## ACTION ITEM
Only the lines holding "models" are wanted. Copy every one from the records below.
[[ DATA FOR THIS TASK open ]]
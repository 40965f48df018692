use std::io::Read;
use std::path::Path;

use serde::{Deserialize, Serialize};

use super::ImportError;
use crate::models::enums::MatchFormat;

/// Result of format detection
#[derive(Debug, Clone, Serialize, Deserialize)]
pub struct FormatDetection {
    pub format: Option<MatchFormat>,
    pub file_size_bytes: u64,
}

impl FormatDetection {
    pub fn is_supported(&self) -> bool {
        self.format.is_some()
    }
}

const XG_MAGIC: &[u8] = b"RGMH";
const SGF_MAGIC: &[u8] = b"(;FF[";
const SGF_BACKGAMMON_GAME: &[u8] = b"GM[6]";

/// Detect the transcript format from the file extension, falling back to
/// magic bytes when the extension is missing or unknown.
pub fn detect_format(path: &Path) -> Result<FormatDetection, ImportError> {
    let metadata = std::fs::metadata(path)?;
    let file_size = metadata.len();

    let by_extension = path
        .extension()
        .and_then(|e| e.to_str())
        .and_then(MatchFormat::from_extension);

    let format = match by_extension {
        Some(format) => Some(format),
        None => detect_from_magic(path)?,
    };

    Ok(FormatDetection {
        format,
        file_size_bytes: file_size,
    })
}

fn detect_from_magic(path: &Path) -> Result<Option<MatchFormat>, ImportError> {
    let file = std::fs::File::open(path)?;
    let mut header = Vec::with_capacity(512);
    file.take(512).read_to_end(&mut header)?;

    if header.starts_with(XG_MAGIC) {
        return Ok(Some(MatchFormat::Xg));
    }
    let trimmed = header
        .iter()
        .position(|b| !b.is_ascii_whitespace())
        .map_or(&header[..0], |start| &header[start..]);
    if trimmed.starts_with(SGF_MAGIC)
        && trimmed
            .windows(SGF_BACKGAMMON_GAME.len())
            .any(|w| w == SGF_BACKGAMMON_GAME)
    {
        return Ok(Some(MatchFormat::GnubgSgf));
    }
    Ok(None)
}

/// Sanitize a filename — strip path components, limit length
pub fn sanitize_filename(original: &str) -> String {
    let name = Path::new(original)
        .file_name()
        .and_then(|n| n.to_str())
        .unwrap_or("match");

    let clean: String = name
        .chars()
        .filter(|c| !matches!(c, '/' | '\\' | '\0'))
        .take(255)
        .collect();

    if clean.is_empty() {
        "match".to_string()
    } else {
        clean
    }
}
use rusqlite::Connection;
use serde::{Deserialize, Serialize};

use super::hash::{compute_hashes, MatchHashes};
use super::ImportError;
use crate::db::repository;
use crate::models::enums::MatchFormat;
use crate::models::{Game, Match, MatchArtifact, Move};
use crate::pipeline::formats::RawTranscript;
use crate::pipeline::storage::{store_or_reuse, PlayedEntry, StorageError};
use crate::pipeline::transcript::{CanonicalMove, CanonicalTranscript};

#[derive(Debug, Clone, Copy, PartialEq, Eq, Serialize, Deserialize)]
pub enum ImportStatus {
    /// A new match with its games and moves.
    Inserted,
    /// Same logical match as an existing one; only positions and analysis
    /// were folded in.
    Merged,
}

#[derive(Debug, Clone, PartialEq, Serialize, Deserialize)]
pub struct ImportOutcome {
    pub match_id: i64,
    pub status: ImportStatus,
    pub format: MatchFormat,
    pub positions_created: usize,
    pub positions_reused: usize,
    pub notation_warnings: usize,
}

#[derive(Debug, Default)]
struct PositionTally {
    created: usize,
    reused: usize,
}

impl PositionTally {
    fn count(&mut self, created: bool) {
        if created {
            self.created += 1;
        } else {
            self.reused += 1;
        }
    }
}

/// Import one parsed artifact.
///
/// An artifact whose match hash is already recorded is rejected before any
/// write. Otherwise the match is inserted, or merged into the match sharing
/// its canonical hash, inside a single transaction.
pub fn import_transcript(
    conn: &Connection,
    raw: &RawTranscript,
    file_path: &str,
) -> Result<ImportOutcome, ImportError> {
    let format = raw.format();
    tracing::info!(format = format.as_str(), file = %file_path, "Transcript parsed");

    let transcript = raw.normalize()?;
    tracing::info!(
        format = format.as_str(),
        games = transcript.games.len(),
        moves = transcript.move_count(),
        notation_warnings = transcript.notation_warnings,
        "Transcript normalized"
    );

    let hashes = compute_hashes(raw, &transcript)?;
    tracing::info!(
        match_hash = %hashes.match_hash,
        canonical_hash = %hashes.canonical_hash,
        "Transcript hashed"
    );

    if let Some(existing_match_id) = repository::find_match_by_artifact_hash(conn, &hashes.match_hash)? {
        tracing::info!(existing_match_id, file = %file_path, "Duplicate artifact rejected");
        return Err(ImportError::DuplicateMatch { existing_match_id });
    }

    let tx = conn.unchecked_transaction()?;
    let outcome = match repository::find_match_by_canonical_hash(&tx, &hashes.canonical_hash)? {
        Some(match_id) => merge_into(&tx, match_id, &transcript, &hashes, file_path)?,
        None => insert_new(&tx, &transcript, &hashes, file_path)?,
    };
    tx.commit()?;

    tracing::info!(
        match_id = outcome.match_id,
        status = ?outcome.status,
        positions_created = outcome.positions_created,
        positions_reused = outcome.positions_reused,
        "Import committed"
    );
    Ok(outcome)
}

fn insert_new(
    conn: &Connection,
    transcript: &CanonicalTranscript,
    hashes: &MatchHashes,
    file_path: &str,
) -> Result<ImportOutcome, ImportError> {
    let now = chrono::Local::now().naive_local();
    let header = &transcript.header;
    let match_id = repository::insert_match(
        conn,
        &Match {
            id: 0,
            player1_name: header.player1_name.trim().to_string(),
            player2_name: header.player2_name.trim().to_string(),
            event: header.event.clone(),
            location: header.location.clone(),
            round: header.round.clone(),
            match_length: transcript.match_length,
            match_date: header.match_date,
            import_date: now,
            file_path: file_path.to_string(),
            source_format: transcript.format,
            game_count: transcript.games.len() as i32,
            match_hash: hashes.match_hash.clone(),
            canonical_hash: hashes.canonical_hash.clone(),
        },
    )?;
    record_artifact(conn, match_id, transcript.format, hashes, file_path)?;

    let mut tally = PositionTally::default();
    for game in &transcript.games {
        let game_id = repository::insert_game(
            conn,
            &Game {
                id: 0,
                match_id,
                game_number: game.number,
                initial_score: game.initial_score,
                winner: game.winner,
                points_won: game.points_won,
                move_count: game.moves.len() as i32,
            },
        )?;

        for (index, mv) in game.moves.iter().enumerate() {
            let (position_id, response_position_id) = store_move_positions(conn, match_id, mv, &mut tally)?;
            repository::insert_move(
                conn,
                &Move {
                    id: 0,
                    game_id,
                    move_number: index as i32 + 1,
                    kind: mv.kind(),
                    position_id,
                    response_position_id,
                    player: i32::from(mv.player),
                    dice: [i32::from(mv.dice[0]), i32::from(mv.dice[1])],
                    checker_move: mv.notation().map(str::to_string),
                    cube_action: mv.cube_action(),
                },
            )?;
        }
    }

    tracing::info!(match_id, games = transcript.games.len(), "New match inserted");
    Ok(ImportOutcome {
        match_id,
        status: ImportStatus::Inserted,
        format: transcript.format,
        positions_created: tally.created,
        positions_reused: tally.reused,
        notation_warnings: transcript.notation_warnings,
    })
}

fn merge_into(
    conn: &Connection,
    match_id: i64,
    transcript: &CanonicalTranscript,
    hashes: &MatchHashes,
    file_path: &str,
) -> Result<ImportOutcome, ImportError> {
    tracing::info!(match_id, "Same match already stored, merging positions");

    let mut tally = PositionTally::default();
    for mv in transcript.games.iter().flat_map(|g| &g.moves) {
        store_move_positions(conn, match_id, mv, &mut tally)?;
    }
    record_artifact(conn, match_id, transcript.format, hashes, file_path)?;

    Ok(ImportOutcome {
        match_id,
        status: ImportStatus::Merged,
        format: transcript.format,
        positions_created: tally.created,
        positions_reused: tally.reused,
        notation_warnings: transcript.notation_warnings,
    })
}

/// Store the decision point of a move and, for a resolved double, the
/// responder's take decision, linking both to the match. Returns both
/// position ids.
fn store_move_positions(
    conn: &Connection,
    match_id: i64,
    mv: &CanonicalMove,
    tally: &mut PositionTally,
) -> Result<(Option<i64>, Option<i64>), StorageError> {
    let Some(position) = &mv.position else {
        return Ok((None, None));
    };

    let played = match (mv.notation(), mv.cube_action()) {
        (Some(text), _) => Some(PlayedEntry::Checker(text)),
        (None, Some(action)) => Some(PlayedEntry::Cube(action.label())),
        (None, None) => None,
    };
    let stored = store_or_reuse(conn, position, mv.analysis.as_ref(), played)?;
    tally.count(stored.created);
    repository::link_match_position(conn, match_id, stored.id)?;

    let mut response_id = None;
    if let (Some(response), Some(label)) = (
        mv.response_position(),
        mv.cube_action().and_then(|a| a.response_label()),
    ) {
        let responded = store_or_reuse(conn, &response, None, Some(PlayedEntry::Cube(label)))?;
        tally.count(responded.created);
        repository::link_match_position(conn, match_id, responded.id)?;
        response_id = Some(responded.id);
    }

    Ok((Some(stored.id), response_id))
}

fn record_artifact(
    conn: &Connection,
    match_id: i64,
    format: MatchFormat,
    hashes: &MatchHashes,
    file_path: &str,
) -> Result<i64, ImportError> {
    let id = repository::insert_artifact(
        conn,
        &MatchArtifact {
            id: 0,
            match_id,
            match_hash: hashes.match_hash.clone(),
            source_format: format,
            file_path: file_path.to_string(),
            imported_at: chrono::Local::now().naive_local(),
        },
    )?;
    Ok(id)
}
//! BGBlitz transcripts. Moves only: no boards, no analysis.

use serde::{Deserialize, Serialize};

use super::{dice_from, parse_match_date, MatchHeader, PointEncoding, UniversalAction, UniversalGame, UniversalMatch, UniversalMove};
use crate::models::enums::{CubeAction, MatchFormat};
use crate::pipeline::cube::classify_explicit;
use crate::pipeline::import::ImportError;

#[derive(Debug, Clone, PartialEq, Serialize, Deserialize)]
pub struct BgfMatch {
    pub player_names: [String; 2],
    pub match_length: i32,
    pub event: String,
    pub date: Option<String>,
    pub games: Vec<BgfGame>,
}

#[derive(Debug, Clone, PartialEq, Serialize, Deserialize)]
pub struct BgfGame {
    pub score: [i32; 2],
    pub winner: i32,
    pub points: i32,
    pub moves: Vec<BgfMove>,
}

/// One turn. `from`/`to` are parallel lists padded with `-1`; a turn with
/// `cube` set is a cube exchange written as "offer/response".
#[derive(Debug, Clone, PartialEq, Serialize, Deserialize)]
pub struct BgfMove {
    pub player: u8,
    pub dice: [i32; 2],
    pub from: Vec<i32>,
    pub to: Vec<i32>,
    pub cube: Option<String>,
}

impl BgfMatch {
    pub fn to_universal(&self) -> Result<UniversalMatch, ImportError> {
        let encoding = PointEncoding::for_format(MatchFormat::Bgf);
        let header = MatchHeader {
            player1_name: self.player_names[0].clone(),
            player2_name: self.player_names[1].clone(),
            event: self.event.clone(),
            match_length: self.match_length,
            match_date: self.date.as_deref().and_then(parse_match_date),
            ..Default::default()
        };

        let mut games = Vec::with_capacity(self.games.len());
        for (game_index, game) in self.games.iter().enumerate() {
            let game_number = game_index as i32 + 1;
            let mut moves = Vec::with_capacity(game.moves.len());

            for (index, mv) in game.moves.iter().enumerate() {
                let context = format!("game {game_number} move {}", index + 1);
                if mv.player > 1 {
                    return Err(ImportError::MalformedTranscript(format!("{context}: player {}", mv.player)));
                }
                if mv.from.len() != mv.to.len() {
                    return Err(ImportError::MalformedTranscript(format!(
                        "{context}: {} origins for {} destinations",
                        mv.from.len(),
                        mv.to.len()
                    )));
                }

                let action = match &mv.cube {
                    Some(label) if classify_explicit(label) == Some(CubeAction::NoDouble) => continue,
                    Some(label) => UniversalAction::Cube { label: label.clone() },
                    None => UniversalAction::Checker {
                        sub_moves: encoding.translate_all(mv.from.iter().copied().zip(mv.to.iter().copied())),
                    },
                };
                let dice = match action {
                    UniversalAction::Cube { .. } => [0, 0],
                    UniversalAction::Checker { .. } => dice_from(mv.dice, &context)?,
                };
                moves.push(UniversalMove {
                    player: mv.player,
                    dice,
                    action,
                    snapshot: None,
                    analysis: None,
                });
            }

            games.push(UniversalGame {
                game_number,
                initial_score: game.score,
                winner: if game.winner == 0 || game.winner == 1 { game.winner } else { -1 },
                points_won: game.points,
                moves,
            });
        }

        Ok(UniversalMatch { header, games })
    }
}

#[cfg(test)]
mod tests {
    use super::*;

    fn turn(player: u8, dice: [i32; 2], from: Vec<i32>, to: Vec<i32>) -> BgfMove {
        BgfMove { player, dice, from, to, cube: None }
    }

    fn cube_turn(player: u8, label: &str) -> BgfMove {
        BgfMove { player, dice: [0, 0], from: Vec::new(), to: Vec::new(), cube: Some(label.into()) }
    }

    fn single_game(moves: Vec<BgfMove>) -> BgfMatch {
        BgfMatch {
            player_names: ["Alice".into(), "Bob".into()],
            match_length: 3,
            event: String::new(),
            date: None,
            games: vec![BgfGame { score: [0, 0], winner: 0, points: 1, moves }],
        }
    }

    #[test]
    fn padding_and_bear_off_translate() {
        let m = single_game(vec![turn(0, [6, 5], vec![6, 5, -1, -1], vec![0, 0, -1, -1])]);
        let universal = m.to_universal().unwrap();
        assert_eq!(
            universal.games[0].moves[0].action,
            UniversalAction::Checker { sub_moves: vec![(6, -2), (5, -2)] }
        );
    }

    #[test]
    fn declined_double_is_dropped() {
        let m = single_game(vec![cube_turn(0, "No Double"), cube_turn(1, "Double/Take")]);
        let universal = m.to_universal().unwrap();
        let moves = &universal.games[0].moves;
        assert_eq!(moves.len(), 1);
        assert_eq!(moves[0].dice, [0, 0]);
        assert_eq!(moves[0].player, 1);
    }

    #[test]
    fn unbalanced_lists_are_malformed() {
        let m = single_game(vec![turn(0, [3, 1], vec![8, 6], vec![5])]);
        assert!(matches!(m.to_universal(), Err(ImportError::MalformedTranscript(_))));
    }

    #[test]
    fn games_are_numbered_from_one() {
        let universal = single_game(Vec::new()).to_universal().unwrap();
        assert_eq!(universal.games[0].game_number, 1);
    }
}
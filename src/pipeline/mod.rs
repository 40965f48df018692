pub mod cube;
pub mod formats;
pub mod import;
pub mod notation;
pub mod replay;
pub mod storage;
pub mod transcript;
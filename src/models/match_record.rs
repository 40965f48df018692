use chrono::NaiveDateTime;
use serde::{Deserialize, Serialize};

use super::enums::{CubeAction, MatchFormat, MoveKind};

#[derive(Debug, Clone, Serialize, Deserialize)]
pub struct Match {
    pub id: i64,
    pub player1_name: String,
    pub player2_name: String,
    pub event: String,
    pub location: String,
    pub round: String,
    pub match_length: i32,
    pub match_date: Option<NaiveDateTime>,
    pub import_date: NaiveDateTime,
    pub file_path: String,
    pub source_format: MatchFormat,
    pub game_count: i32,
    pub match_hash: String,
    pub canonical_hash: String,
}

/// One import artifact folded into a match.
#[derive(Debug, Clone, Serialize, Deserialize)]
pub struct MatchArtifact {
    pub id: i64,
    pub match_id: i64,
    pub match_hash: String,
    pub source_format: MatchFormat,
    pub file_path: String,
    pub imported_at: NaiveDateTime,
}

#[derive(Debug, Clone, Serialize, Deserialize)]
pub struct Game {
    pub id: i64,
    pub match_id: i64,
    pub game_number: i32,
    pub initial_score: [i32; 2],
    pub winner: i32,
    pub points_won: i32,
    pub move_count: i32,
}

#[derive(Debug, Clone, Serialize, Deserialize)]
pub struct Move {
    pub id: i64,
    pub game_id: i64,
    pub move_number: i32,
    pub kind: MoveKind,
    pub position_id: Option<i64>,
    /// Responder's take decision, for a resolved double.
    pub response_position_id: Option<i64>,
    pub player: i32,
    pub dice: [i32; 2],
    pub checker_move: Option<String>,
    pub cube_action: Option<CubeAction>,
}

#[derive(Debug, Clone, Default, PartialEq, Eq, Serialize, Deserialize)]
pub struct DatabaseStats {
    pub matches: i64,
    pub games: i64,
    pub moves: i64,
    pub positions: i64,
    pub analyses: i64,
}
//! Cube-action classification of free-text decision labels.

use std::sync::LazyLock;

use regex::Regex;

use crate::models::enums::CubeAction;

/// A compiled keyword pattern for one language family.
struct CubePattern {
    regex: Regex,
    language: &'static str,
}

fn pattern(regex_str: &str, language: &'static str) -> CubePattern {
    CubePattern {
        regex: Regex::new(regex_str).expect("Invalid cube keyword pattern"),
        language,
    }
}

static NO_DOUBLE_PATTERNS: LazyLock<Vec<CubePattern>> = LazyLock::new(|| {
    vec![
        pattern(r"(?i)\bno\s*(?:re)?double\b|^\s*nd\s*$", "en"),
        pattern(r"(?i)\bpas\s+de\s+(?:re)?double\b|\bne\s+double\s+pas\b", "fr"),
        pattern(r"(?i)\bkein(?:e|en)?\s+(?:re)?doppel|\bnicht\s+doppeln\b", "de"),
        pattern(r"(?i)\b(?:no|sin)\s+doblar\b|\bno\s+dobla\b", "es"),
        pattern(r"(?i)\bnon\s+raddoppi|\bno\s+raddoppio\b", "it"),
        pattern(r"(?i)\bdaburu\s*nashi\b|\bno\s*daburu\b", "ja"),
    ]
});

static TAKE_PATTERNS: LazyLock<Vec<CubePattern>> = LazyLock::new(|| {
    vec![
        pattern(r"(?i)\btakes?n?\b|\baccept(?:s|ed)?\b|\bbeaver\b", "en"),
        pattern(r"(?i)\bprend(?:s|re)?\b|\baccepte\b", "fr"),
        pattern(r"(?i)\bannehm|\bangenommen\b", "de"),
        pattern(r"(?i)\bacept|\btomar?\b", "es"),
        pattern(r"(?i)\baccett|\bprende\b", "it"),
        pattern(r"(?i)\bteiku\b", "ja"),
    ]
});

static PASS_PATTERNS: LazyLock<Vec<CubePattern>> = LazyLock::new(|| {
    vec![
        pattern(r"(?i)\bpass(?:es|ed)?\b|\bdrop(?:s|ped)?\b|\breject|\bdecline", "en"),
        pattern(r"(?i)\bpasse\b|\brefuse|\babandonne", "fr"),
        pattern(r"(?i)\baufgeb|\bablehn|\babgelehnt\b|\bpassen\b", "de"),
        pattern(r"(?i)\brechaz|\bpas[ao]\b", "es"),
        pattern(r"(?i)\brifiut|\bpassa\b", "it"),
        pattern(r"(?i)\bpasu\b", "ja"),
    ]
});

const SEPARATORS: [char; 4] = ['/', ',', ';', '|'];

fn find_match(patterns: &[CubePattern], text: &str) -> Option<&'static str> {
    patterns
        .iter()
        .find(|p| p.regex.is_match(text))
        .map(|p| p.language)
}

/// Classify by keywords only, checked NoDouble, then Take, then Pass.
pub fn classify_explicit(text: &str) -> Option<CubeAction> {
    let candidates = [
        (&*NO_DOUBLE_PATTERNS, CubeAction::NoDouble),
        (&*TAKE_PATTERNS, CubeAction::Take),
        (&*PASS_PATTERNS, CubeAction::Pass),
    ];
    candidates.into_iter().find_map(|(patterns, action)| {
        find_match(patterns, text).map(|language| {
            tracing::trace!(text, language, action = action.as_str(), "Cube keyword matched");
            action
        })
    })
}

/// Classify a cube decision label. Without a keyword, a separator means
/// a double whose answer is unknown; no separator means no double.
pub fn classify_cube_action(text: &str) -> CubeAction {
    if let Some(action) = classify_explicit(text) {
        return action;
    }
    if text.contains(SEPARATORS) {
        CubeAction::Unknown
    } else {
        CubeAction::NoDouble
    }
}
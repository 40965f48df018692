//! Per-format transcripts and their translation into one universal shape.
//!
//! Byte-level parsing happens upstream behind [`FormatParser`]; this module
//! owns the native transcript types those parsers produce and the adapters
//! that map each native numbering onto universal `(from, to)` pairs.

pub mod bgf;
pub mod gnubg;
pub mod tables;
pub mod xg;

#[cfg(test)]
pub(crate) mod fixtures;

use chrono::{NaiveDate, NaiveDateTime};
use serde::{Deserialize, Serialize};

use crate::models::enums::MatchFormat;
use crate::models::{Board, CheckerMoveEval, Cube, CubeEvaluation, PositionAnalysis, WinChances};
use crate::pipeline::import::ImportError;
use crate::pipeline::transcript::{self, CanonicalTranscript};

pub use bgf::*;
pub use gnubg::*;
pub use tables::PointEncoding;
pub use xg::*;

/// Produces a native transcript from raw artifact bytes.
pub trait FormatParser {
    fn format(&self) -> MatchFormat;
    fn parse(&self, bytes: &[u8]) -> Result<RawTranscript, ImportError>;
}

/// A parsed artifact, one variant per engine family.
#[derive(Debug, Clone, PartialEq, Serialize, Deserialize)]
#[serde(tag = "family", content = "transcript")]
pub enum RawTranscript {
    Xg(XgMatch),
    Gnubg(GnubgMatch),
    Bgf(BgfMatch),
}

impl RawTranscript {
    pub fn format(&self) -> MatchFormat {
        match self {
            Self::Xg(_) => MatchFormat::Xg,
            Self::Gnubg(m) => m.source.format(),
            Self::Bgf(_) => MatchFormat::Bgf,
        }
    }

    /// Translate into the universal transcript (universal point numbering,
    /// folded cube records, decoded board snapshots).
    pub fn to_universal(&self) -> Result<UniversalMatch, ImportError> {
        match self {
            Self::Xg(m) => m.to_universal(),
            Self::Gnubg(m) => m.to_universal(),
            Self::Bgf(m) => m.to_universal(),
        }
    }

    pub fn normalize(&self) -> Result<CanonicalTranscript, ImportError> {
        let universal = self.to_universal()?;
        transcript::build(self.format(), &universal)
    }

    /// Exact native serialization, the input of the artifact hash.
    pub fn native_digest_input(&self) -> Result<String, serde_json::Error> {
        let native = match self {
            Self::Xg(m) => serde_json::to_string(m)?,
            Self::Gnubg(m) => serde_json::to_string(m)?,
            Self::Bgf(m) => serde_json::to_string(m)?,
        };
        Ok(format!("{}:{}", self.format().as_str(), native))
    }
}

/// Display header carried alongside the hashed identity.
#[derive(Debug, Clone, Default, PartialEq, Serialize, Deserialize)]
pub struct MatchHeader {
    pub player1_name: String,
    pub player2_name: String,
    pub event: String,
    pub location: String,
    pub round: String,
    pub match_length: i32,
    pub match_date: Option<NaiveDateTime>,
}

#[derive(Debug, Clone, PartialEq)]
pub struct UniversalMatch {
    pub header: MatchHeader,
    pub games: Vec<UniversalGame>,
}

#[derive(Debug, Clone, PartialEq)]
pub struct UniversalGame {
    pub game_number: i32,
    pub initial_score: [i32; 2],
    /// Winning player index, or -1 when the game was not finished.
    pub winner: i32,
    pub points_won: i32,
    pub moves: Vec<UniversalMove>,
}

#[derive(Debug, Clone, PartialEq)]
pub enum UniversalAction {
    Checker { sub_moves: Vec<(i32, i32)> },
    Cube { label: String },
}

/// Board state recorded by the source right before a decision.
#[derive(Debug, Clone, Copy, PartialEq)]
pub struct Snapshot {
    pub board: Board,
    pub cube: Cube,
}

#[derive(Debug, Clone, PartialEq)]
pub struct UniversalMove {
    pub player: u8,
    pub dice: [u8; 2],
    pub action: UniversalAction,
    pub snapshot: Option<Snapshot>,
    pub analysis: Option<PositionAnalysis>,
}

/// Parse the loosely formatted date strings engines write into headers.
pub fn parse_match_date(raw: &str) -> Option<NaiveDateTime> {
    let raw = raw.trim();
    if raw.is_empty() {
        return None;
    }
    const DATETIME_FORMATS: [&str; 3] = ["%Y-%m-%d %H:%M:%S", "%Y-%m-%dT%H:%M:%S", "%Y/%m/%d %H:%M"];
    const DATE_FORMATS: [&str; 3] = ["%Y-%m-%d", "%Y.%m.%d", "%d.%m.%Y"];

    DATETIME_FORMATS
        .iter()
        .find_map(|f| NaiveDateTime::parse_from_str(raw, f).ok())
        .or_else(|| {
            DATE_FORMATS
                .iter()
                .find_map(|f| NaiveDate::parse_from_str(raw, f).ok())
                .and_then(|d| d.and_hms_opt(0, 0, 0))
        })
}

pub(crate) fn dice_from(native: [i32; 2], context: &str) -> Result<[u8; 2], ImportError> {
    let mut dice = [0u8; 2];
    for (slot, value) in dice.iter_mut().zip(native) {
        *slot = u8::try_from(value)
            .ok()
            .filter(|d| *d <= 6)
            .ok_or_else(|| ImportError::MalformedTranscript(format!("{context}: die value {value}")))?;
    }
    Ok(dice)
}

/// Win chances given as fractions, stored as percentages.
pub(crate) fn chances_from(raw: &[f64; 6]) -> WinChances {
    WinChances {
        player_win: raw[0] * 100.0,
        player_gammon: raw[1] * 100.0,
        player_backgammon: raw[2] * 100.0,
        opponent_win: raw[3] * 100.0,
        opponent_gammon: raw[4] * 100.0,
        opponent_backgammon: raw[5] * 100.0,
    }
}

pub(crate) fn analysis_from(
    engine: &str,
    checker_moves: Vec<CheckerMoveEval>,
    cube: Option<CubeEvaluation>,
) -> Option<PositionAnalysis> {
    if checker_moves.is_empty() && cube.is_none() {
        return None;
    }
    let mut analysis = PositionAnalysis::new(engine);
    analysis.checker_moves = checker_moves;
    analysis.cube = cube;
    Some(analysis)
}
[[ DATA FOR THIS TASK closed ]]
## EXPECTED ANSWER
use crate::models::enums::MatchFormat;
use crate::models::enums::MatchFormat;
use crate::models::{Game, Match, MatchArtifact, Move};
use crate::models::enums::{CubeAction, MatchFormat};
filename src/models/match_record.rs
use crate::models::enums::CubeAction;
use crate::models::enums::MatchFormat;
use crate::models::{Board, CheckerMoveEval, Cube, CubeEvaluation, PositionAnalysis, WinChances};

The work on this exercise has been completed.